La tendance dans la littérature consiste à penser que la discrimination joue un rôle assez limité, notamment parce que les immigrants arrivés plus jeunes et ayant fait leurs études au Canada ont des résultats à peu près équivalant à ceux des natifs. Dans le cas du Québec, on peut voir, par exemple, l’étude récente de Boudarbat et Boulet (IRPP) à ce sujet.

Dans le cas du Canada, Bonikowska, Green et Riddell (2008) montrent que les immigrants tirent également (et même parfois davantage) profit de leurs compétences en littératie que les Canadiens, ce qui cadre mal avec l’hypothèse que la discrimination explique l’écart de résultat sur le marché du travail.

 

Il ne s’agit évidemment pas de nier que certains employeurs tendent à sous-estimer le capital humain des immigrants, mais de reconnaître qu’il y a d’autres employeurs qui l’évaluent de façon suffisamment objective pour que l’écart de résultats en viennent à refléter principalement des caractéristiques comme l’âge, les compétences en littératie, l’origine du diplôme et de l’expérience de travail.

2) Piché ajoute: En dernière analyse, ce qui gêne le plus dans le livre, c’est le choix des études retenues pour la démonstration.  Les auteurs citent amplement les travaux de l’économiste américain George Borjas, mais omettent de rendre compte des débats, parfois houleux, entre lui et David Card, deux économistes de renom, sur les bienfaits de l’immigration, négatifs pour l’un, positifs pour l’autre.

La présentation des travaux de Card aurait donné un autre son de cloche, celui de l’apport positif de l’immigration lié, selon lui, aux complémentarités dans les compétences.

Réplique: Pour les non-spécialistes, il peut être utile de préciser en quoi consiste le débat entre Card et Borjas: Card soutient que l’immigration aux États-Unis a peu d’impact sur les salaires des natifs (l’impact est peut-être un peu négatif, mais pas sur les travailleurs peu qualifiés, Altonji et Card 1991). Borjas, de son côté, prétend que l’impact est légèrement négatif, particulièrement sur les travailleurs peu qualifiés.

Nous ne citons pas Card, puisque ses études sur la question datent un peu, mais nous citons Ottaviano et Peri qui sont aujourd’hui les meilleures références pour ceux qui s’intéressent à la complémentarités des compétences. Selon Ottaviano et Peri, l’immigration aux États-Unis à un impact légèrement favorable sur les salaires des natifs plus qualifiés (par effet de complémentarité), neutre sur les salaires des natifs moins qualifiés et négatifs sur les salaires des immigrants.

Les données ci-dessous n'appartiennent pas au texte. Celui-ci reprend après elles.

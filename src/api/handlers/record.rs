use axum::{extract::State, http::HeaderMap, http::StatusCode, Json};
use tracing::warn;

use crate::api::auth::ensure_cron_authorized;
use crate::api::{state::AppState, types::*};
use crate::domain::HistoryEntry;

/// GET /api/record -- cumulative graded record
pub async fn get_record(
    State(state): State<AppState>,
) -> std::result::Result<Json<RecordResponse>, (StatusCode, String)> {
    match state.results.record().await {
        Ok(record) => Ok(Json(RecordResponse::from(record))),
        Err(e) => Err((StatusCode::INTERNAL_SERVER_ERROR, e.to_string())),
    }
}

/// GET /api/history -- past featured selections, newest first
pub async fn get_history(
    State(state): State<AppState>,
) -> std::result::Result<Json<Vec<HistoryEntry>>, (StatusCode, String)> {
    match state.results.history().await {
        Ok(history) => Ok(Json(history)),
        Err(e) => Err((StatusCode::INTERNAL_SERVER_ERROR, e.to_string())),
    }
}

/// POST /api/result -- manually grade a win or loss
pub async fn post_result(
    State(state): State<AppState>,
    Json(request): Json<ResultRequest>,
) -> std::result::Result<Json<RecordResponse>, (StatusCode, String)> {
    match state.results.apply_manual_result(request.result).await {
        Ok(record) => Ok(Json(RecordResponse::from(record))),
        Err(e) => Err((StatusCode::INTERNAL_SERVER_ERROR, e.to_string())),
    }
}

/// POST /api/refresh-results -- cron-guarded grading of pending locks
pub async fn refresh_results(
    State(state): State<AppState>,
    headers: HeaderMap,
) -> std::result::Result<Json<RefreshResponse>, (StatusCode, String)> {
    ensure_cron_authorized(&headers, state.config.server.cron_secret.as_deref())?;

    let sport = state.config.odds.default_sport;
    match state.results.refresh_results(sport).await {
        Ok(summary) => Ok(Json(RefreshResponse {
            resolved: summary.resolved,
            record: RecordResponse::from(summary.record),
        })),
        Err(e) => {
            warn!("result refresh failed for {}: {}", sport, e);
            Err((StatusCode::INTERNAL_SERVER_ERROR, e.to_string()))
        }
    }
}
//! Persistent application state
//!
//! All durable state lives behind [`StateStore`]: the win/loss record,
//! the featured-pick history, the current day's locked selection, and
//! registered users. The production backend writes JSON files; tests use
//! an in-memory store.

pub mod json;
pub mod memory;

pub use json::JsonStore;
pub use memory::MemoryStore;

use crate::auth::User;
use crate::domain::{DayLocks, HistoryEntry, Record};
use crate::error::Result;
use async_trait::async_trait;

#[async_trait]
pub trait StateStore: Send + Sync {
    async fn load_record(&self) -> Result<Record>;
    async fn save_record(&self, record: &Record) -> Result<()>;

    async fn load_history(&self) -> Result<Vec<HistoryEntry>>;
    async fn save_history(&self, history: &[HistoryEntry]) -> Result<()>;

    async fn load_day_locks(&self) -> Result<Option<DayLocks>>;
    async fn save_day_locks(&self, locks: &DayLocks) -> Result<()>;

    async fn load_users(&self) -> Result<Vec<User>>;
    async fn save_users(&self, users: &[User]) -> Result<()>;
}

Notons également que la méta-analyse de Longhi (que nous citons) inclut les études de Card, Borjas, Ottaviano et Peri, de même qu’une quarantaine d’autres études sur la question portant sur une dizaine de pays (parce qu’il serait ridicule de se concentrer sur la situation américaine, si particulière).

Où nous situons nous dans ce débat? Nous ne prenons pas position. Nous soutenons simplement que les études portant sur l’impact de l’immigration sur le marché du travail révèlent des effets marginaux, suffisamment marginaux du moins pour ne pas servir de justification aux politiques d’immigration. Il n’y a donc pas d’autre « son de cloche » ici. Nous sommes en parfait accord avec Borjas, Card, Ottaviano, Peri et les autres.

3) Victor Piché conclut: Un autre son de cloche également aurait pu être donné en incluant les travaux des nombreux sociologues qui ont montré le dynamisme de l’entreprise ethnique.

Réplique: Il est vrai que les immigrants ont tendance à être légèrement sur-représentés chez les entrepreneurs et les travailleurs autonomes (quelques points de pourcentage), mais nous ne voyons pas en quoi il aurait pu en ressortir un autre son de cloche. Quel est l’impact global de cette légère surreprésentation puisque les immigrants représentent une part modeste de la population?

D’ailleurs, lorsque nous parlons de la détérioration des résultats économiques immigrants au cours des dernières décennies, nous ne considérons pas seulement les « salaires et traitements », mais les « revenus » en général, ce qui inclut les revenus d’entreprise et de travail autonome. Par conséquent, on ne voit pas ce qu’une modeste sur-représentation chez les entrepreneurs et travailleurs autonomes changent à l’argument général: l’immigration n’a pas beaucoup d’impact (favorable ou défavorable) sur la prospérité globale

Yves Capuano, économiste et mathématicien, écrit également dans La Presse

Pour analyser l’impact économique de l’immigration, il faut considérer le coût de remplacement de cet immigrant par la mise au monde d’un enfant à partir de la grossesse de la mère jusqu’à l’âge de 20 à 25 ans, âges auxquels les enfants deviennent «rentables» pour la société, car ils se mettent à travailler et à payer de l’impôt. Si on tient compte de tous ces coûts sociaux, l’arrivée de l’immigrant adulte constitue en fait un vol économique à son pays d’origine.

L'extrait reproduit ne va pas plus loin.